Years ago I met a woman who told me she never let her boys wear clothes with characters or words on them.
I think of her every time I fold the laundry.
When my son started Kindergarten this year, we had almost daily wardrobe wrangles. I’d choose a plaid button-down shirt. He’d want a Superman t-shirt with holes in it because it has a cape. I’d pick skinny jeans. He’d choose soccer shorts. I’d suggest a striped Izod shirt. He’d beg for a shirt depicting various kinds of poop at the zoo. (I’m not kidding, it’s literally a shirt with pictures of poop at the zoo.)
Some days we compromise, which generally results in a “business up top, party down below” (or vice versa) ensemble. And some days it’s just a cute little hot mess. In very bright colors.
For all of you amazing moms who somehow manage to get your boys in cardigans, berets and bow ties, I truly tip my hat to you.
Your kids look adorable. Your kids are what my MiniBoden and Crewcuts dreams are made of. Your kids are the kids in the posters in the windows at the mall.
My kids are the kids in capes running around in those windows.
Sometimes I look at my darling little ragamuffin at the bus stop and I can’t help but cringe.
And then I pray that it’s not picture day or assembly day or a day in which the national news just might be spotlighting our school.
But then I smile.
And remind myself that he’s five years old.
There’s only so long in a life that you can get away with wearing a mask or a cape or shoes that light up when you run. And there’s only so long that in a life that you want to wear a mask or a cape or shoes that light up when you run.
So I say, let him be five.
Let him be a superhero every day. Let him think he looks like the coolest kid on the block. Let him make some little choices about his life, the kind of choices that really don’t matter at the end of the day.

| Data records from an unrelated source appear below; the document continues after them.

pub mod client;
pub mod metrics_client;

pub use client::{ClusterClient, EvictOutcome, KubeClusterClient};
pub use metrics_client::{KubeMetricsClient, MetricsClient, NodeMetricSample};

#[cfg(feature = "mock")]
pub use client::MockClusterClient;
#[cfg(feature = "mock")]
pub use metrics_client::MockMetricsClient;
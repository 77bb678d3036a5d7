//! Drainer detachment scenario (spec.md §8, scenario 5): the caller cancels
//! mid-eviction, but the drain keeps running to completion on its own
//! deadline instead of stranding the node half-cordoned.

mod common;

use std::sync::Arc;
use std::time::Duration;
use tokio_util::sync::CancellationToken;

use scale_down_engine::drain::{DrainOutcome, Drainer};
use scale_down_engine::k8s::{EvictOutcome, MockClusterClient};
use scale_down_engine::EngineConfig;

#[tokio::test]
async fn caller_cancellation_mid_eviction_detaches_instead_of_aborting() {
    let mut mock = MockClusterClient::new();

    mock.expect_cordon().times(1).returning(|_| Ok(()));
    mock.expect_list_pods_on_node()
        .times(2)
        .returning(|_| Ok(vec![common::pod_on_node("web-1", "default", "node-a", "100m", "128Mi")]));
    mock.expect_list_pdbs().returning(|_| Ok(vec![]));
    mock.expect_annotate_node().returning(|_, _| Ok(()));
    mock.expect_evict_pod().returning(|_, _, _| EvictOutcome::Success);
    mock.expect_list_pods_on_node().returning(|_| Ok(vec![]));
    mock.expect_uncordon().never();

    let config = EngineConfig {
        drain_timeout_secs: 5,
        termination_poll_interval_secs: 1,
        ..EngineConfig::default()
    };
    let drainer = Drainer::new(Arc::new(mock), &config);

    let token = CancellationToken::new();
    let canceller = token.clone();

    let (outcome, _) = tokio::join!(
        drainer.drain_node("node-a", token),
        async move {
            tokio::time::sleep(Duration::from_millis(50)).await;
            canceller.cancel();
        }
    );

    match outcome.unwrap() {
        DrainOutcome::Success { pods_evicted, detached } => {
            assert_eq!(pods_evicted, 1);
            assert!(detached, "drain should report it kept running past caller cancellation");
        }
        other => panic!("expected a detached success, got {other:?}"),
    }
}
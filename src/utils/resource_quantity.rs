//! Parse Kubernetes resource Quantity strings to numeric values for comparison.
//! CPU is parsed to millicores, memory to bytes.

/// Parse CPU quantity string (e.g. "500m", "1") to millicores.
pub fn parse_cpu_str(s: &str) -> Option<i64> {
    let s = s.trim();
    if s.is_empty() {
        return None;
    }
    if let Some(m) = s.strip_suffix('m') {
        if let Ok(n) = m.parse::<i64>() {
            return Some(n);
        }
    }
    if let Ok(n) = s.parse::<f64>() {
        return Some((n * 1000.0) as i64);
    }
    None
}

/// Parse memory quantity string (e.g. "256Mi", "1Gi") to bytes.
pub fn parse_memory_str(s: &str) -> Option<i64> {
    let s = s.trim();
    if s.is_empty() {
        return None;
    }
    let s = s.replace('i', "");
    let (num_str, unit) = if s.ends_with('K') {
        (s.trim_end_matches('K'), 1024_i64)
    } else if s.ends_with('M') {
        (s.trim_end_matches('M'), 1024 * 1024)
    } else if s.ends_with('G') {
        (s.trim_end_matches('G'), 1024 * 1024 * 1024)
    } else if s.ends_with('T') {
        (s.trim_end_matches('T'), 1024_i64 * 1024 * 1024 * 1024)
    } else if s.ends_with('P') {
        (s.trim_end_matches('P'), 1024_i64 * 1024 * 1024 * 1024 * 1024)
    } else if let Ok(n) = s.parse::<i64>() {
        return Some(n);
    } else {
        return None;
    };
    let n: i64 = num_str.parse().ok()?;
    Some(n * unit)
}
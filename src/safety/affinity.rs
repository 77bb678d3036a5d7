//! Anti-affinity check (spec.md §4.4 step 4, extended form §4.4.1): the
//! simple form is a conservative hostname-topology approximation; the
//! extended form simulates per-pod placement feasibility (node-selector,
//! node-affinity, taint tolerations, pod anti-affinity) and is gated behind
//! `extended_scheduling_simulation` (spec.md §9's scheduler-fidelity
//! trade-off).

use k8s_openapi::api::core::v1::{Node, Pod, Taint, Toleration};
use k8s_openapi::apimachinery::pkg::apis::meta::v1::LabelSelector;
use std::collections::{BTreeMap, HashMap};

use crate::error::{BlockReason, SafetyBlock};
use crate::utils::label_selector;

const HOSTNAME_TOPOLOGY_KEY: &str = "kubernetes.io/hostname";
const MIN_NODES_FOR_HOSTNAME_ANTI_AFFINITY: usize = 3;

pub fn check(
    candidate_node: &Node,
    candidate_pods: &[Pod],
    other_nodes: &[Node],
    all_pods: &[Pod],
    pods_by_node: &HashMap<String, Vec<Pod>>,
    extended: bool,
) -> Result<(), SafetyBlock> {
    if extended {
        extended_check(candidate_pods, other_nodes, pods_by_node)
    } else {
        simple_check(candidate_node, candidate_pods, other_nodes, all_pods)
    }
}

/// Conservative approximation (spec.md §4.4 step 4): any required hostname-
/// topology anti-affinity term with cluster-wide matches demands at least 3
/// ready/schedulable nodes total.
fn simple_check(
    candidate_node: &Node,
    candidate_pods: &[Pod],
    other_nodes: &[Node],
    all_pods: &[Pod],
) -> Result<(), SafetyBlock> {
    for pod in candidate_pods {
        let Some(terms) = required_anti_affinity_terms(pod) else {
            continue;
        };
        for term in terms {
            if term.topology_key != HOSTNAME_TOPOLOGY_KEY {
                continue;
            }
            let Some(selector) = &term.label_selector else {
                continue;
            };
            let pod_name = pod.metadata.name.clone().unwrap_or_default();
            let has_cluster_wide_match = all_pods.iter().any(|other| {
                other.metadata.uid != pod.metadata.uid
                    && labels_match(selector, other)
            });
            if !has_cluster_wide_match {
                continue;
            }
            let total_nodes = other_nodes.len() + 1;
            if total_nodes < MIN_NODES_FOR_HOSTNAME_ANTI_AFFINITY {
                let node_name = candidate_node.metadata.name.clone().unwrap_or_default();
                return Err(SafetyBlock::new(
                    BlockReason::Affinity,
                    format!(
                        "pod {pod_name} on node {node_name} has required hostname anti-affinity with cluster-wide matches and only {total_nodes} ready/schedulable node(s) total (need {MIN_NODES_FOR_HOSTNAME_ANTI_AFFINITY})"
                    ),
                ));
            }
        }
    }
    Ok(())
}

/// Extended per-pod feasibility simulation (spec.md §4.4.1).
fn extended_check(
    candidate_pods: &[Pod],
    other_nodes: &[Node],
    pods_by_node: &HashMap<String, Vec<Pod>>,
) -> Result<(), SafetyBlock> {
    for pod in candidate_pods {
        let pod_name = pod.metadata.name.clone().unwrap_or_default();
        let mut feasible = false;
        let mut last_reason = String::new();

        for node in other_nodes {
            let node_name = node.metadata.name.clone().unwrap_or_default();

            if !node_selector_satisfied(pod, node) {
                last_reason = "node-selector/node-affinity".to_string();
                continue;
            }
            if !tolerations_cover_taints(pod, node) {
                last_reason = "taint toleration".to_string();
                continue;
            }
            let resident = pods_by_node.get(&node_name).map(|v| v.as_slice()).unwrap_or(&[]);
            if violates_anti_affinity(pod, resident) {
                last_reason = "pod anti-affinity".to_string();
                continue;
            }
            feasible = true;
            break;
        }

        if !feasible {
            return Err(SafetyBlock::new(
                BlockReason::Affinity,
                format!("pod {pod_name} has no feasible remaining node (failing constraint family: {last_reason})"),
            ));
        }
    }
    Ok(())
}

fn required_anti_affinity_terms(
    pod: &Pod,
) -> Option<&Vec<k8s_openapi::api::core::v1::PodAffinityTerm>> {
    pod.spec
        .as_ref()?
        .affinity
        .as_ref()?
        .pod_anti_affinity
        .as_ref()?
        .required_during_scheduling_ignored_during_execution
        .as_ref()
}

fn labels_match(selector: &LabelSelector, pod: &Pod) -> bool {
    let empty = BTreeMap::new();
    let labels = pod.metadata.labels.as_ref().unwrap_or(&empty);
    label_selector::matches(selector, labels)
}

fn node_selector_satisfied(pod: &Pod, node: &Node) -> bool {
    let empty_labels = BTreeMap::new();
    let node_labels = node.metadata.labels.as_ref().unwrap_or(&empty_labels);

    let Some(spec) = &pod.spec else { return true };

    if let Some(node_selector) = &spec.node_selector {
        for (k, v) in node_selector {
            if node_labels.get(k) != Some(v) {
                return false;
            }
        }
    }

    let Some(affinity) = &spec.affinity else { return true };
    let Some(node_affinity) = &affinity.node_affinity else { return true };
    let Some(required) = &node_affinity.required_during_scheduling_ignored_during_execution else {
        return true;
    };
    if required.node_selector_terms.is_empty() {
        return true;
    }
    required.node_selector_terms.iter().any(|term| {
        term.match_expressions
            .as_ref()
            .map(|exprs| exprs.iter().all(|e| node_selector_requirement_matches(e, node_labels)))
            .unwrap_or(true)
    })
}

fn node_selector_requirement_matches(
    expr: &k8s_openapi::api::core::v1::NodeSelectorRequirement,
    labels: &BTreeMap<String, String>,
) -> bool {
    let values = expr.values.as_deref().unwrap_or(&[]);
    match expr.operator.as_str() {
        "In" => labels.get(&expr.key).map(|v| values.contains(v)).unwrap_or(false),
        "NotIn" => labels.get(&expr.key).map(|v| !values.contains(v)).unwrap_or(true),
        "Exists" => labels.contains_key(&expr.key),
        "DoesNotExist" => !labels.contains_key(&expr.key),
        _ => false,
    }
}

fn tolerations_cover_taints(pod: &Pod, node: &Node) -> bool {
    let empty: Vec<Taint> = Vec::new();
    let taints = node.spec.as_ref().and_then(|s| s.taints.as_ref()).unwrap_or(&empty);
    let empty_tol: Vec<Toleration> = Vec::new();
    let tolerations = pod
        .spec
        .as_ref()
        .and_then(|s| s.tolerations.as_ref())
        .unwrap_or(&empty_tol);

    taints.iter().all(|taint| {
        let blocking = matches!(taint.effect.as_str(), "NoSchedule" | "NoExecute");
        if !blocking {
            return true;
        }
        tolerations.iter().any(|tol| tolerates(tol, taint))
    })
}

fn tolerates(tol: &Toleration, taint: &Taint) -> bool {
    if let Some(effect) = &tol.effect {
        if effect != &taint.effect {
            return false;
        }
    }
    match &tol.key {
        None => tol.operator.as_deref() == Some("Exists"),
        Some(key) if key == &taint.key => match tol.operator.as_deref() {
            Some("Exists") | None => true,
            Some("Equal") => tol.value.as_deref() == taint.value.as_deref(),
            _ => false,
        },
        _ => false,
    }
}

fn violates_anti_affinity(pod: &Pod, resident_pods: &[Pod]) -> bool {
    let Some(terms) = required_anti_affinity_terms(pod) else {
        return false;
    };
    for term in terms {
        if term.topology_key != HOSTNAME_TOPOLOGY_KEY {
            continue;
        }
        let Some(selector) = &term.label_selector else {
            continue;
        };
        if resident_pods.iter().any(|r| labels_match(selector, r)) {
            return true;
        }
    }
    false
}
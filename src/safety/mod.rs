//! Safety Verifier (C4, spec.md §4.4): an ordered, fail-fast pipeline gating
//! removal of a single candidate node. The first check that blocks returns
//! its reason; the verifier never mutates cluster state, and any transient
//! cluster-API failure while gathering inputs fails closed (spec.md §7).

mod affinity;
mod capacity_after_removal;
mod local_storage;
mod protected;
mod reschedulability;
mod system_pods;

use k8s_openapi::api::core::v1::{Node, Pod};
use std::collections::HashMap;
use std::sync::Arc;

use crate::config::EngineConfig;
use crate::error::{BlockReason, SafetyBlock};
use crate::k8s::ClusterClient;

pub struct SafetyVerifier<C: ClusterClient> {
    cluster: Arc<C>,
    reschedulability_headroom_multiplier: f64,
    post_removal_utilization_ceiling_percent: f64,
    extended_scheduling_simulation: bool,
}

impl<C: ClusterClient> SafetyVerifier<C> {
    pub fn new(cluster: Arc<C>, config: &EngineConfig) -> Self {
        Self {
            cluster,
            reschedulability_headroom_multiplier: config.reschedulability_headroom_multiplier,
            post_removal_utilization_ceiling_percent: config.post_removal_utilization_ceiling_percent,
            extended_scheduling_simulation: config.extended_scheduling_simulation,
        }
    }

    /// Runs the full ordered pipeline (spec.md §4.4 steps 1-6) against a
    /// candidate node and its current pods.
    pub async fn verify(&self, node: &Node, candidate_pods: &[Pod]) -> Result<(), SafetyBlock> {
        let node_name = node.metadata.name.clone().unwrap_or_default();

        local_storage::check(candidate_pods, self.cluster.as_ref()).await?;

        let other_nodes = self
            .cluster
            .list_ready_schedulable_nodes(&node_name)
            .await
            .map_err(|e| {
                SafetyBlock::new(BlockReason::Capacity, format!("failed to list other nodes, failing closed: {e}"))
            })?;

        let all_pods = self.cluster.list_pods(None).await.map_err(|e| {
            SafetyBlock::new(BlockReason::Capacity, format!("failed to list cluster pods, failing closed: {e}"))
        })?;
        let pods_by_node = bucket_pods_by_node(&all_pods);

        reschedulability::check(
            candidate_pods,
            &other_nodes,
            &pods_by_node,
            self.reschedulability_headroom_multiplier,
        )?;
        system_pods::check(candidate_pods)?;
        affinity::check(
            node,
            candidate_pods,
            &other_nodes,
            &all_pods,
            &pods_by_node,
            self.extended_scheduling_simulation,
        )?;
        capacity_after_removal::check(
            candidate_pods,
            &other_nodes,
            &pods_by_node,
            self.post_removal_utilization_ceiling_percent,
        )?;
        protected::check(node)?;

        Ok(())
    }
}

fn bucket_pods_by_node(pods: &[Pod]) -> HashMap<String, Vec<Pod>> {
    let mut map: HashMap<String, Vec<Pod>> = HashMap::new();
    for pod in pods {
        if let Some(name) = pod.spec.as_ref().and_then(|s| s.node_name.clone()) {
            map.entry(name).or_default().push(pod.clone());
        }
    }
    map
}

/// Sum of container resource requests across `pods` (CPU millicores, memory
/// bytes), shared by the reschedulability and capacity-after-removal checks.
fn sum_requests(pods: &[Pod]) -> (i64, i64) {
    let mut cpu = 0i64;
    let mut mem = 0i64;
    for pod in pods {
        let Some(spec) = &pod.spec else { continue };
        for container in &spec.containers {
            let Some(resources) = &container.resources else { continue };
            let Some(requests) = &resources.requests else { continue };
            if let Some(q) = requests.get("cpu") {
                cpu += crate::utils::resource_quantity::parse_cpu_str(&q.0).unwrap_or(0);
            }
            if let Some(q) = requests.get("memory") {
                mem += crate::utils::resource_quantity::parse_memory_str(&q.0).unwrap_or(0);
            }
        }
    }
    (cpu, mem)
}

fn node_allocatable(node: &Node) -> (i64, i64) {
    let Some(alloc) = node.status.as_ref().and_then(|s| s.allocatable.as_ref()) else {
        return (0, 0);
    };
    (
        alloc.get("cpu").and_then(|q| crate::utils::resource_quantity::parse_cpu_str(&q.0)).unwrap_or(0),
        alloc
            .get("memory")
            .and_then(|q| crate::utils::resource_quantity::parse_memory_str(&q.0))
            .unwrap_or(0),
    )
}
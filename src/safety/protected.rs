//! Protected node check (spec.md §4.4 step 6): the last gate, blocking
//! removal of nodes explicitly marked to resist scale-down.

use k8s_openapi::api::core::v1::Node;

use crate::domain::node_is_protected;
use crate::error::{BlockReason, SafetyBlock};

pub fn check(node: &Node) -> Result<(), SafetyBlock> {
    if node_is_protected(node) {
        let name = node.metadata.name.clone().unwrap_or_default();
        return Err(SafetyBlock::new(BlockReason::ProtectedNode, format!("node {name} is protected")));
    }
    Ok(())
}

#[cfg(test)]
mod tests {
    use super::*;
    use crate::safety::tests::node_with_allocatable;
    use std::collections::BTreeMap;

    #[test]
    fn protected_annotation_blocks() {
        let mut node = node_with_allocatable("node-a", "4", "8Gi");
        node.metadata.annotations = Some(BTreeMap::from([("protected".to_string(), "true".to_string())]));
        assert_eq!(check(&node).unwrap_err().reason, BlockReason::ProtectedNode);
    }

    #[test]
    fn unprotected_node_passes() {
        let node = node_with_allocatable("node-a", "4", "8Gi");
        assert!(check(&node).is_ok());
    }
}
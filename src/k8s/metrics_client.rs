//! Metrics client contract (spec.md §6), called only by the Sampler (C2).
//! Builds the raw `metrics.k8s.io/v1beta1` request by hand, since
//! `kube`/`k8s-openapi` have no typed bindings for the metrics API.

use async_trait::async_trait;
use http::Request;
use kube::Client;
use serde::Deserialize;

use crate::error::EngineError;

/// One node's raw usage reading from `metrics.k8s.io`.
#[derive(Debug, Clone)]
pub struct NodeMetricSample {
    pub node_name: String,
    /// Raw Kubernetes CPU quantity string, e.g. `"250m"`.
    pub cpu_usage: String,
    /// Raw Kubernetes memory quantity string, e.g. `"512Mi"`.
    pub memory_usage: String,
}

/// Narrow metrics-API surface (spec.md §6). Only the Sampler calls this.
#[cfg_attr(feature = "mock", mockall::automock)]
#[async_trait]
pub trait MetricsClient: Send + Sync {
    /// Returns per-node usage, or `None` if metrics-server is unavailable.
    async fn list_node_metrics(&self) -> Result<Option<Vec<NodeMetricSample>>, EngineError>;
}

pub struct KubeMetricsClient {
    client: Client,
}

impl KubeMetricsClient {
    pub fn new(client: Client) -> Self {
        Self { client }
    }
}

#[async_trait]
impl MetricsClient for KubeMetricsClient {
    async fn list_node_metrics(&self) -> Result<Option<Vec<NodeMetricSample>>, EngineError> {
        let req = Request::builder()
            .method("GET")
            .uri("/apis/metrics.k8s.io/v1beta1/nodes")
            .body(vec![])
            .map_err(|e| EngineError::transient(format!("build metrics request: {e}")))?;
        let list: NodeMetricsList = match self.client.request(req).await {
            Ok(l) => l,
            Err(_) => return Ok(None),
        };
        let out = list
            .items
            .into_iter()
            .map(|m| NodeMetricSample {
                node_name: m.metadata.name,
                cpu_usage: m.usage.get("cpu").cloned().unwrap_or_else(|| "0".to_string()),
                memory_usage: m.usage.get("memory").cloned().unwrap_or_else(|| "0".to_string()),
            })
            .collect();
        Ok(Some(out))
    }
}

#[derive(Deserialize)]
struct NodeMetricsList {
    items: Vec<NodeMetrics>,
}

#[derive(Deserialize)]
struct NodeMetrics {
    metadata: NodeMetricsMeta,
    usage: std::collections::HashMap<String, String>,
}

#[derive(Deserialize)]
struct NodeMetricsMeta {
    name: String,
}
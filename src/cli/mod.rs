use clap::{Parser, Subcommand, ValueEnum};

#[derive(Parser)]
#[command(author, version, about = "VPSie Kubernetes node autoscaler scale-down engine", long_about = None)]
pub struct Args {
    #[command(subcommand)]
    pub command: Commands,
}

#[derive(Subcommand)]
pub enum Commands {
    /// Run the reconcile loop against a live cluster.
    Run {
        /// Engine configuration file (thresholds, cooldown, drain knobs). Defaults
        /// are used for anything the file omits.
        #[arg(long = "config-file", value_name = "PATH")]
        config_file: Option<String>,

        /// YAML file listing the node groups to reconcile (name, namespace,
        /// min/max nodes, managed flag, node names). In a full deployment these
        /// come from the node-group reconciler this engine cooperates with
        /// (spec.md §1); standalone runs read them from disk instead.
        #[arg(long = "node-groups-file", value_name = "PATH")]
        node_groups_file: String,

        /// Kubernetes config file path (defaults to in-cluster/KUBECONFIG inference).
        #[arg(short, long)]
        kubeconfig: Option<String>,

        /// Label key distinguishing node-group membership on Node objects.
        #[arg(long = "group-label-key", default_value = "vpsie.com/node-group")]
        group_label_key: String,

        /// Scale-down policy preset (spec.md §4.3).
        #[arg(long, default_value = "production")]
        mode: PolicyPreset,

        /// Reconcile every group once and exit, instead of looping forever.
        #[arg(long)]
        once: bool,

        /// Seconds between reconcile passes when looping.
        #[arg(long = "reconcile-interval-secs", default_value_t = 60)]
        reconcile_interval_secs: u64,
    },
}

#[derive(Clone, Copy, ValueEnum, Debug, Default)]
#[value(rename_all = "kebab-case")]
pub enum PolicyPreset {
    #[default]
    Production,
    Development,
    CostSaving,
}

Because soon enough he won’t want to look like a superhero anymore. Soon enough he’ll exchange his role models for ones that aren’t so super and aren’t so heroic. Soon enough he’ll just want to fit in and wear what everyone else wears and do what everyone else does. And soon enough he’ll have to make some big choices about his life, the kind of choices that do matter at the end of the day. So he better start getting some practice.
Of all the battles with my kids, this is one in which I sometimes just have to wave the white flag. Honestly, I’d rather he eat the carrots than wear the button-down.
So if you ever wonder what kind of mother would let her kid out of the house in soccer shorts and a dirty jersey, with shoes that light up, a cape flying behind him and a mask over his eyes, I’ll tell you.
It’s a superhero’s mom.
I only wish I were brave enough to wear the shoes.